Start of DATA EXCERPTS

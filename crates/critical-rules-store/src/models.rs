//! # Core Data Models for the Rules Store
//!
//! This module defines the types shared by every layer that touches the
//! installed rules: the version record persisted next to the document, the
//! defaults used to bootstrap it, and the store error type.
//!
//! ## Wire Format
//!
//! The version record is the same JSON document the upstream repository
//! publishes as `version.json`, so a remote descriptor can be copied into the
//! local record without translation:
//!
//! | Field | JSON key | Meaning |
//! |-------|----------|---------|
//! | `version` | `version` | Release string, compared by plain equality |
//! | `date` | `date` | ISO-8601 issue timestamp |
//! | `checksum` | `sha256` | Lowercase hex SHA-256 of the rules document |
//! | `rule_count` | `rulesCount` | Number of documented failure patterns |
//!
//! The spelled-out keys `checksum` and `ruleCount` are accepted on input.

use chrono::{SecondsFormat, Utc};
use serde::{Deserialize, Serialize};
use std::path::PathBuf;
use thiserror::Error;

use crate::digest::sha256_hex;

/// Version used when no record has ever been persisted.
pub const DEFAULT_BOOTSTRAP_VERSION: &str = "1.0.0";

/// Rule count used when no record has ever been persisted.
pub const DEFAULT_RULE_COUNT: u64 = 96;

/// Metadata describing one release of the rules document.
///
/// Used for both the locally installed record and the remote descriptor
/// fetched during update checks; the two share one shape.
///
/// # Example
///
/// ```rust
/// use critical_rules_store::VersionRecord;
///
/// let record: VersionRecord = serde_json::from_str(r#"{
///     "version": "1.1.0",
///     "date": "2025-03-01T12:00:00.000Z",
///     "sha256": "abc123",
///     "rulesCount": 97
/// }"#).unwrap();
///
/// assert_eq!(record.short_date(), "2025-03-01");
/// assert_eq!(record.rule_count, 97);
/// ```
#[derive(Debug, Clone, PartialEq, Eq, Serialize, Deserialize)]
pub struct VersionRecord {
    /// Release string, e.g. "1.0.0".
    pub version: String,

    /// ISO-8601 timestamp of the release.
    pub date: String,

    /// Hex SHA-256 of the rules document this record describes.
    #[serde(rename = "sha256", alias = "checksum")]
    pub checksum: String,

    /// Informational count of documented failure patterns.
    #[serde(rename = "rulesCount", alias = "ruleCount")]
    pub rule_count: u64,
}

impl VersionRecord {
    /// Synthesizes a record for content that has never been versioned.
    ///
    /// The checksum is computed over `content` and the date is the current
    /// UTC time, formatted the way the upstream publisher formats it.
    pub fn bootstrap(content: &str, defaults: &BootstrapDefaults) -> Self {
        Self {
            version: defaults.version.clone(),
            date: Utc::now().to_rfc3339_opts(SecondsFormat::Millis, true),
            checksum: sha256_hex(content),
            rule_count: defaults.rule_count,
        }
    }

    /// Date portion of the timestamp (everything before the `T`).
    pub fn short_date(&self) -> &str {
        self.date.split('T').next().unwrap_or_default()
    }

    /// Leading characters of the checksum, for display.
    pub fn checksum_prefix(&self, len: usize) -> &str {
        match self.checksum.char_indices().nth(len) {
            Some((idx, _)) => &self.checksum[..idx],
            None => &self.checksum,
        }
    }

    /// Plain string equality of the version fields.
    ///
    /// No semantic-version ordering is applied: "0.9.0" and "1.0.0" are simply
    /// different, in either direction.
    pub fn same_version(&self, other: &VersionRecord) -> bool {
        self.version == other.version
    }
}

/// Values used to synthesize the first version record.
#[derive(Debug, Clone, PartialEq, Eq, Serialize, Deserialize)]
#[serde(default)]
pub struct BootstrapDefaults {
    /// Placeholder version string.
    pub version: String,

    /// Default rule count.
    pub rule_count: u64,
}

impl Default for BootstrapDefaults {
    fn default() -> Self {
        Self {
            version: DEFAULT_BOOTSTRAP_VERSION.to_string(),
            rule_count: DEFAULT_RULE_COUNT,
        }
    }
}

/// Errors that can occur while reading or writing the store.
#[derive(Debug, Error)]
pub enum StoreError {
    /// Filesystem operation failed.
    #[error("I/O error on {path}: {source}")]
    Io {
        /// File the operation was performed on.
        path: PathBuf,
        /// Underlying error.
        #[source]
        source: std::io::Error,
    },

    /// A persisted version record could not be parsed or serialized.
    #[error("Malformed version record: {0}")]
    Parse(#[from] serde_json::Error),

    /// The rules document does not exist.
    #[error("Rules document not found at {0}")]
    MissingContent(PathBuf),
}

impl StoreError {
    pub(crate) fn io(path: impl Into<PathBuf>, source: std::io::Error) -> Self {
        StoreError::Io {
            path: path.into(),
            source,
        }
    }
}

/// Result type for store operations.
pub type Result<T> = std::result::Result<T, StoreError>;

End of DATA EXCERPTS

* [WORK REQUIRED] Transcribe the entries above word for word, from the first line through the line containing "issue timestamp |", and nothing else.

* [RESPONSE]
filename crates/critical-rules-store/src/models.rs
//! # Core Data Models for the Rules Store
//!
//! This module defines the types shared by every layer that touches the
//! installed rules: the version record persisted next to the document, the
//! defaults used to bootstrap it, and the store error type.
//!
//! ## Wire Format
//!
//! The version record is the same JSON document the upstream repository
//! publishes as `version.json`, so a remote descriptor can be copied into the
//! local record without translation:
//!
//! | Field | JSON key | Meaning |
//! |-------|----------|---------|
//! | `version` | `version` | Release string, compared by plain equality |
//! | `date` | `date` | ISO-8601 issue timestamp |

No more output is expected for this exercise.